US$16B demand from US triggers anti-Chinese market disruptions

The completed construction of facilities on Kagitingan (Fiery Cross) Reef, one of Beijing’s artificial islands in the Spratlys. (Photo by Duan Dang [@duandang] via Twitter)
President Rodrigo Duterte demanded that the US shell out US$16 billion in exchange for the renewal of the Visiting Forces Agreement (VFA) which he temporarily abrogated only to later withdraw the controversial action.

Reactions of dismay came from Vice-President Leni Robredo who said that the so-called price tag prerequisite sounded like “extortion; a criminal saying ‘if you want this, pay first’.”

Senator Panfilo Lacson, who is the chairman of the Senate’s Committee on National Defense, warned that “the Philippines needed the VFA – especially given recent Chinese intrusions into Philippine territory, particularly in the West Philippine Sea.”

In their communication filed with the International Criminal Court against China for alleged crimes against humanity, former foreign affairs secretary Albert del Rosario and former ombudsman Conchita Carpio Morales said “hundreds of thousands of fishermen were hurt by China’s aggressive island-building, occupation and illegal fishing.”

Senator Francis Pangilinan observed that in addition to the threats and harassment the Filipino fishermen suffered, the entry of 4 million Chinese raises fears of a “soft invasion.”

Senator Richard Gordon likewise raised the alarm that the Chinese used the pretext of being retirees to enter the area even if these so-called retirees are of “soldier’s age” (as young as 35) and can pose a national security problem.

A former intelligence chief of the US Navy’s Pacific Fleet, Capt. Jim Fanell, described ‘soft invasion’ as China’s strategy of invading with soft power and lots of cash to gain access to ports, airfields and resources for a controlling monopoly in the islands.

Sen. Pangilinan said that in going against this “soft invasion,” the stand should be “the Philippines is for Filipinos.”

A survey conducted before by the Social Weather Stations reflected a 78 percent choice of Filipinos for the US more than its relationship with China. Filipinos’ net trust in China slipped to a “bad” -33 with 54 percent having “little trust” in China.

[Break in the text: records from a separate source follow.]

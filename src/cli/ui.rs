use comfy_table::modifiers::UTF8_ROUND_CORNERS;
use comfy_table::presets::UTF8_FULL;
use comfy_table::{Attribute, Cell, CellAlignment, Color, ContentArrangement, Table};
use console::style;
use indicatif::{ProgressBar, ProgressStyle};

/// Defines different styles for text elements.
pub enum StyleType {
    Title,
    Error,
    Subtle,
}

/// Applies a consistent style to a string.
pub fn style_text(text: &str, style_type: StyleType) -> String {
    let styled = match style_type {
        StyleType::Title => style(text).bold().underlined(),
        StyleType::Error => style(text).red(),
        StyleType::Subtle => style(text).dim(),
    };
    styled.to_string()
}

/// Creates a new `comfy_table::Table` with standard styling.
pub fn new_styled_table() -> Table {
    let mut table = Table::new();
    table
        .load_preset(UTF8_FULL)
        .apply_modifier(UTF8_ROUND_CORNERS)
        .set_content_arrangement(ContentArrangement::Dynamic);
    table
}

/// Creates a styled header cell for a table.
pub fn header_cell(text: &str) -> Cell {
    Cell::new(text)
        .fg(Color::Cyan)
        .add_attribute(Attribute::Bold)
}

/// Right aligned ratio, printed with two decimals and a percent sign.
pub fn ratio_cell(ratio: f64) -> Cell {
    Cell::new(format!("{ratio:.2}%"))
        .fg(Color::Green)
        .set_alignment(CellAlignment::Right)
}

/// Creates a new `indicatif::ProgressBar` with standard styling.
pub fn new_progress_bar(len: u64, with_message: bool) -> ProgressBar {
    let template = if with_message {
        "{spinner:.green} {msg} [{elapsed_precise}] [{bar:40.cyan/blue}] {pos}/{len} ({eta})"
    } else {
        "{spinner:.green} [{elapsed_precise}] [{bar:40.cyan/blue}] {pos}/{len} ({eta})"
    };

    let pb = ProgressBar::new(len);
    if let Ok(progress_style) = ProgressStyle::default_bar().template(template) {
        pb.set_style(progress_style.progress_chars("#>-"));
    }
    pb
}
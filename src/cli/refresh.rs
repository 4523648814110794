use super::ui;
use crate::core::RefreshReport;

pub fn render_report(report: &RefreshReport) -> String {
    let mut output = format!(
        "Index data refreshed for {}: {} fetched, {} empty, {} failed",
        report.cache_date,
        report.fetched,
        report.empty.len(),
        report.failed.len()
    );
    for (code, reason) in &report.failed {
        output.push_str(&format!(
            "\n  - {}: {}",
            code,
            ui::style_text(reason, ui::StyleType::Error)
        ));
    }
    output
}

#[cfg(test)]
mod tests {
    use super::*;
    use chrono::NaiveDate;

    #[test]
    fn test_render_report_lists_failures() {
        let report = RefreshReport {
            cache_date: NaiveDate::from_ymd_opt(2026, 10, 18).unwrap(),
            fetched: 47,
            empty: vec!["UBAI_ST".to_string()],
            failed: vec![("UTHI".to_string(), "timed out".to_string())],
        };
        let output = render_report(&report);
        assert!(output.contains("2026-10-18: 47 fetched, 1 empty, 1 failed"));
        assert!(output.contains("UTHI"));
        assert!(output.contains("timed out"));
    }
}
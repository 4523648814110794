use crate::providers::ubci_provider::DEFAULT_BASE_URL;
use anyhow::{Context, Result};
use directories::ProjectDirs;
use serde::{Deserialize, Serialize};
use std::{fs, path::PathBuf};
use tracing::debug;

const CACHE_FILE_NAME: &str = "ubci_index_cache.json";

#[derive(Debug, Deserialize, Serialize, Clone)]
pub struct UbciProviderConfig {
    pub base_url: String,
}

#[derive(Debug, Deserialize, Serialize, Clone)]
pub struct ProvidersConfig {
    pub ubci: Option<UbciProviderConfig>,
}

impl Default for ProvidersConfig {
    fn default() -> Self {
        ProvidersConfig {
            ubci: Some(UbciProviderConfig {
                base_url: DEFAULT_BASE_URL.to_string(),
            }),
        }
    }
}

#[derive(Debug, Deserialize, Serialize, Clone, Default)]
pub struct LogConfig {
    /// `off`, `error`, `warn`, `info`, `debug` or `trace`. Unset means off.
    pub level: Option<String>,
    pub file: Option<String>,
}

#[derive(Debug, Deserialize, Serialize, Clone, Default)]
pub struct AppConfig {
    #[serde(default)]
    pub providers: ProvidersConfig,
    pub cache_path: Option<String>,
    #[serde(default)]
    pub log: LogConfig,
}

fn project_dirs() -> Result<ProjectDirs> {
    ProjectDirs::from("com", "ubcindex", "ubci").context("Could not determine project directories")
}

impl AppConfig {
    /// Loads the default config file, falling back to defaults when it does
    /// not exist.
    pub fn load_or_default() -> Result<Self> {
        debug!("Loading default config");
        let config_path = Self::default_config_path()?;
        if !config_path.exists() {
            debug!(
                "No config at {}, using defaults",
                config_path.display()
            );
            return Ok(Self::default());
        }
        Self::load_from_path(&config_path)
    }

    pub fn default_config_path() -> Result<PathBuf> {
        Ok(project_dirs()?.config_dir().join("config.yaml"))
    }

    pub fn base_url(&self) -> &str {
        self.providers
            .ubci
            .as_ref()
            .map_or(DEFAULT_BASE_URL, |p| &p.base_url)
    }

    pub fn cache_file_path(&self) -> Result<PathBuf> {
        if let Some(custom_path) = &self.cache_path {
            return Ok(PathBuf::from(custom_path));
        }
        Ok(project_dirs()?.config_dir().join(CACHE_FILE_NAME))
    }

    pub fn log_dir() -> Result<PathBuf> {
        Ok(project_dirs()?.config_dir().join("logs"))
    }

    pub fn load_from_path<P: AsRef<std::path::Path>>(path: P) -> Result<Self> {
        let config_str = fs::read_to_string(path.as_ref())
            .with_context(|| format!("Failed to read config file: {}", path.as_ref().display()))?;

        let config: Self = serde_yaml::from_str(&config_str)
            .with_context(|| format!("Failed to parse config file: {}", path.as_ref().display()))?;
        debug!("Successfully loaded config");
        Ok(config)
    }
}
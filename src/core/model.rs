//! Normalized, cross-referenced view of all fetched baskets

use super::basket::BasketDocument;
use super::catalog::{self, Category};
use std::collections::{BTreeMap, HashMap};
use tracing::debug;

/// Everything known about one ticker across the catalog.
#[derive(Debug, Clone, Default, PartialEq)]
pub struct TickerInfo {
    /// Index codes per category, in discovery order. The key set is the set
    /// of categories the ticker appears in.
    pub index_codes: BTreeMap<Category, Vec<String>>,
    pub weights: HashMap<String, f64>,
    pub component_ratios: HashMap<String, f64>,
}

impl TickerInfo {
    pub fn categories(&self) -> impl Iterator<Item = Category> + '_ {
        self.index_codes.keys().copied()
    }

    pub fn codes(&self, category: Category) -> &[String] {
        self.index_codes
            .get(&category)
            .map(Vec::as_slice)
            .unwrap_or_default()
    }

    pub fn belongs_to(&self, category: Category, code: &str) -> bool {
        self.codes(category).iter().any(|c| c == code)
    }

    pub fn weight(&self, code: &str) -> f64 {
        self.weights.get(code).copied().unwrap_or(0.0)
    }

    pub fn component_ratio(&self, code: &str) -> f64 {
        self.component_ratios.get(code).copied().unwrap_or(0.0)
    }
}

/// Immutable index model. Rebuilt from scratch on every refresh.
#[derive(Debug, Clone, Default, PartialEq)]
pub struct IndexModel {
    pub(crate) ticker_info: HashMap<String, TickerInfo>,
    /// Tickers per index code in API response order.
    pub(crate) index_to_tickers: HashMap<String, Vec<String>>,
}

impl IndexModel {
    /// Builds a model from raw baskets keyed by API code (`IDX.UPBIT.UBMI`).
    ///
    /// Baskets are applied in catalog order, so the result depends only on
    /// the basket contents and never on the map's iteration order. Catalog
    /// entries without a basket are skipped; keys outside the catalog are
    /// ignored.
    pub fn build(baskets: &BTreeMap<String, BasketDocument>) -> Self {
        let mut builder = IndexModelBuilder::new();
        for (category, code) in catalog::entries() {
            if let Some(doc) = baskets.get(&catalog::api_code(code)) {
                builder.rebuild(code, category, doc);
            }
        }
        let model = builder.finish();
        debug!(
            tickers = model.ticker_count(),
            indices = model.index_to_tickers.len(),
            "Index model built"
        );
        model
    }

    pub fn ticker_info(&self, ticker: &str) -> Option<&TickerInfo> {
        self.ticker_info.get(ticker)
    }

    /// Tickers of `code` in API response order.
    pub fn index_tickers(&self, code: &str) -> &[String] {
        self.index_to_tickers
            .get(code)
            .map(Vec::as_slice)
            .unwrap_or_default()
    }

    pub fn ticker_count(&self) -> usize {
        self.ticker_info.len()
    }

    pub fn is_empty(&self) -> bool {
        self.ticker_info.is_empty() && self.index_to_tickers.is_empty()
    }
}

/// Accumulates baskets into an [`IndexModel`].
///
/// `rebuild` is not idempotent: applying the same basket twice records the
/// index code twice for each of its tickers. A full rebuild starts from a new
/// builder.
#[derive(Debug, Default)]
pub struct IndexModelBuilder {
    model: IndexModel,
}

impl IndexModelBuilder {
    pub fn new() -> Self {
        Self::default()
    }

    pub fn rebuild(&mut self, code: &str, category: Category, doc: &BasketDocument) {
        for entry in &doc.markets {
            let ticker = entry.ticker();
            let info = self.model.ticker_info.entry(ticker.to_string()).or_default();

            info.weights.insert(code.to_string(), entry.weight());
            info.component_ratios
                .insert(code.to_string(), entry.component_ratio());
            info.index_codes
                .entry(category)
                .or_default()
                .push(code.to_string());

            self.model
                .index_to_tickers
                .entry(code.to_string())
                .or_default()
                .push(ticker.to_string());
        }
        debug!(code, %category, tickers = doc.markets.len(), "Processed basket");
    }

    pub fn finish(self) -> IndexModel {
        self.model
    }
}
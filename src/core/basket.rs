//! Basket documents as served by the index API, and the provider abstraction

use anyhow::Result;
use async_trait::async_trait;
use serde::{Deserialize, Serialize};

/// One constituent of an index basket.
#[derive(Debug, Clone, PartialEq, Serialize, Deserialize)]
pub struct MarketEntry {
    /// Dotted market identifier, e.g. `CRIX.UPBIT.KRW-BTC`.
    pub code: String,
    #[serde(default, skip_serializing_if = "Option::is_none")]
    pub weight: Option<f64>,
    #[serde(
        default,
        rename = "componentRatio",
        skip_serializing_if = "Option::is_none"
    )]
    pub component_ratio: Option<f64>,
}

impl MarketEntry {
    /// Final segment of the market identifier.
    pub fn ticker(&self) -> &str {
        self.code.rsplit('.').next().unwrap_or(&self.code)
    }

    pub fn weight(&self) -> f64 {
        self.weight.unwrap_or(0.0)
    }

    pub fn component_ratio(&self) -> f64 {
        self.component_ratio.unwrap_or(0.0)
    }
}

/// Raw per-index payload. Entry order is the API response order.
#[derive(Debug, Clone, Default, PartialEq, Serialize, Deserialize)]
pub struct BasketDocument {
    #[serde(default)]
    pub markets: Vec<MarketEntry>,
}

impl BasketDocument {
    pub fn empty() -> Self {
        Self::default()
    }

    pub fn is_empty(&self) -> bool {
        self.markets.is_empty()
    }
}

/// Result of fetching one index during a refresh.
#[derive(Debug, Clone, PartialEq)]
pub enum FetchOutcome {
    Fetched(BasketDocument),
    Failed(String),
}

impl FetchOutcome {
    pub fn from_result(result: Result<BasketDocument>) -> Self {
        match result {
            Ok(doc) => FetchOutcome::Fetched(doc),
            Err(e) => FetchOutcome::Failed(format!("{e:#}")),
        }
    }

    pub fn is_failed(&self) -> bool {
        matches!(self, FetchOutcome::Failed(_))
    }

    /// The fetched basket, or an empty one when the fetch failed.
    pub fn into_basket(self) -> BasketDocument {
        match self {
            FetchOutcome::Fetched(doc) => doc,
            FetchOutcome::Failed(_) => BasketDocument::empty(),
        }
    }
}

#[async_trait]
pub trait BasketProvider: Send + Sync {
    /// Fetches the basket for a bare index code such as `UBMI`.
    async fn fetch_basket(&self, code: &str) -> Result<BasketDocument>;
}
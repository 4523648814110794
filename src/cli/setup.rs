use crate::core::config::AppConfig;
use anyhow::{Context, Result};
use std::path::Path;

// Include the example config as a string literal in the binary
const DEFAULT_CONFIG: &str = include_str!("../../docs/example_config.yaml");

/// Creates a default configuration file with example content at the default location
pub fn setup() -> Result<()> {
    let path = AppConfig::default_config_path()?;
    setup_at_path(path)
}

/// Creates a default configuration file with example content at the specified path
pub fn setup_at_path<P: AsRef<Path>>(path: P) -> Result<()> {
    let path = path.as_ref();

    if path.exists() {
        anyhow::bail!("Configuration file already exists at {}", path.display());
    }

    if let Some(parent) = path.parent() {
        std::fs::create_dir_all(parent)
            .with_context(|| format!("Failed to create directory: {}", parent.display()))?;
    }

    std::fs::write(path, DEFAULT_CONFIG)
        .with_context(|| format!("Failed to write config file to {}", path.display()))?;

    tracing::info!("Created default configuration at {}", path.display());
    Ok(())
}
//! Keeps the active index model fresh and answers queries against it

use super::basket::{BasketProvider, FetchOutcome};
use super::catalog::{self, Category};
use super::error::QueryError;
use super::model::IndexModel;
use crate::store::{Snapshot, SnapshotStore};
use chrono::NaiveDate;
use futures::future::join_all;
use std::collections::BTreeMap;
use std::sync::Arc;
use tokio::sync::RwLock;
use tracing::{debug, error, info, warn};

/// What a completed refresh fetched.
#[derive(Debug, Clone, PartialEq)]
pub struct RefreshReport {
    pub cache_date: NaiveDate,
    /// Indices that returned at least one market.
    pub fetched: usize,
    /// Indices the API returned with no markets.
    pub empty: Vec<String>,
    /// Indices whose fetch failed, with the reason. These are stored as empty.
    pub failed: Vec<(String, String)>,
}

impl RefreshReport {
    fn new(cache_date: NaiveDate) -> Self {
        Self {
            cache_date,
            fetched: 0,
            empty: Vec::new(),
            failed: Vec::new(),
        }
    }
}

struct ActiveIndex {
    cache_date: Option<NaiveDate>,
    model: Arc<IndexModel>,
}

pub struct IndexService {
    provider: Arc<dyn BasketProvider>,
    store: Arc<dyn SnapshotStore>,
    active: RwLock<Arc<ActiveIndex>>,
}

fn today() -> NaiveDate {
    chrono::Local::now().date_naive()
}

impl IndexService {
    pub fn new(provider: Arc<dyn BasketProvider>, store: Arc<dyn SnapshotStore>) -> Self {
        Self {
            provider,
            store,
            active: RwLock::new(Arc::new(ActiveIndex {
                cache_date: None,
                model: Arc::new(IndexModel::default()),
            })),
        }
    }

    /// Restores the stored snapshot, or refreshes from the API when there is
    /// no usable one. Returns the report of the refresh, if one ran.
    pub async fn init(&self, progress: &(dyn Fn() + Sync)) -> Option<RefreshReport> {
        if let Some(snapshot) = self.store.load() {
            debug!(
                "Cache loaded from disk (last updated: {})",
                snapshot.cache_date
            );
            self.publish(&snapshot).await;
            return None;
        }
        self.refresh(progress).await
    }

    /// Refreshes unless today's data is already active.
    pub async fn refresh(&self, progress: &(dyn Fn() + Sync)) -> Option<RefreshReport> {
        self.refresh_as_of(today(), progress).await
    }

    pub async fn refresh_as_of(
        &self,
        date: NaiveDate,
        progress: &(dyn Fn() + Sync),
    ) -> Option<RefreshReport> {
        if self.cache_date().await == Some(date) {
            info!("Using cached index data");
            return None;
        }
        Some(self.fetch_all(date, progress).await)
    }

    /// Refreshes regardless of the active cache date.
    pub async fn force_refresh(&self, progress: &(dyn Fn() + Sync)) -> RefreshReport {
        self.fetch_all(today(), progress).await
    }

    async fn fetch_all(&self, date: NaiveDate, progress: &(dyn Fn() + Sync)) -> RefreshReport {
        let fetches = catalog::entries().map(|(_, code)| async move {
            let outcome = FetchOutcome::from_result(self.provider.fetch_basket(code).await);
            progress();
            (code, outcome)
        });
        let outcomes = join_all(fetches).await;

        let mut report = RefreshReport::new(date);
        let mut api_cache = BTreeMap::new();
        for (code, outcome) in outcomes {
            match &outcome {
                FetchOutcome::Failed(reason) => {
                    error!("Error fetching data for index {}: {}", code, reason);
                    report.failed.push((code.to_string(), reason.clone()));
                }
                FetchOutcome::Fetched(doc) if doc.is_empty() => {
                    report.empty.push(code.to_string());
                }
                FetchOutcome::Fetched(_) => report.fetched += 1,
            }
            api_cache.insert(catalog::api_code(code), outcome.into_basket());
        }

        let snapshot = Snapshot {
            cache_date: date,
            api_cache,
        };
        self.publish(&snapshot).await;
        self.store.save(&snapshot);

        info!(
            fetched = report.fetched,
            empty = report.empty.len(),
            failed = report.failed.len(),
            "Index data updated and cached for {}",
            date
        );
        report
    }

    /// Builds a model from the snapshot off to the side, then swaps it in.
    async fn publish(&self, snapshot: &Snapshot) {
        let active = Arc::new(ActiveIndex {
            cache_date: Some(snapshot.cache_date),
            model: Arc::new(IndexModel::build(&snapshot.api_cache)),
        });
        *self.active.write().await = active;
    }

    async fn active(&self) -> Arc<ActiveIndex> {
        Arc::clone(&*self.active.read().await)
    }

    pub async fn cache_date(&self) -> Option<NaiveDate> {
        self.active().await.cache_date
    }

    pub async fn model(&self) -> Arc<IndexModel> {
        Arc::clone(&self.active().await.model)
    }

    pub async fn tickers_of(&self, code: &str, category: Category) -> Vec<(String, f64)> {
        self.model().await.tickers_of(code, category)
    }

    pub async fn try_indices_of(
        &self,
        ticker: &str,
        category: Category,
    ) -> Result<Vec<(String, String)>, QueryError> {
        self.model().await.indices_of(ticker, category)
    }

    /// Like [`Self::try_indices_of`], but an invalid ticker is logged and
    /// reads as no memberships.
    pub async fn indices_of(&self, ticker: &str, category: Category) -> Vec<(String, String)> {
        self.try_indices_of(ticker, category)
            .await
            .unwrap_or_else(|e| {
                warn!("{}", e);
                Vec::new()
            })
    }

    pub async fn ranked_tickers(&self, code: &str) -> Vec<String> {
        self.model().await.ranked_tickers(code)
    }

    pub fn display_name_of<'a>(&self, code: &'a str, category: Category) -> &'a str {
        catalog::display_name_of(code, category)
    }
}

The Social Weather Stations’ statistics culled by the Philippine Daily Inquirer on Filipinos’ mistrust of China showed a challenging branding and perception situation for any major Chinese business operation in the country, like that of state-owned ChinaTel.

The communities surrounding military and police camps where ChinaTel and its principal, Dito Telecommunity, can install facilities like cell towers are seen to be the “eyes and ears of confidential information.”

The apprehension of China’s espionage track record – supported by Beijing’s 2017 National Intelligence Law – may affect the targeted 37% market share that the Joint Venture of Dito with ChinaTel is supposed to serve.

Another case of the country’s market disruption can be typical of the major issue regarding the tag “Philippines – Province of China” that created a howl over President Duterte’s joke during his speech at a forum of Chinese Filipino businessmen.

The offshoot was a campaign of hanging tarpaulin banners in various parts of Manila and the closure by Mayor Isko Moreno of a haircare products business which listed Manila as a province of China. This became a consumer market-related issue.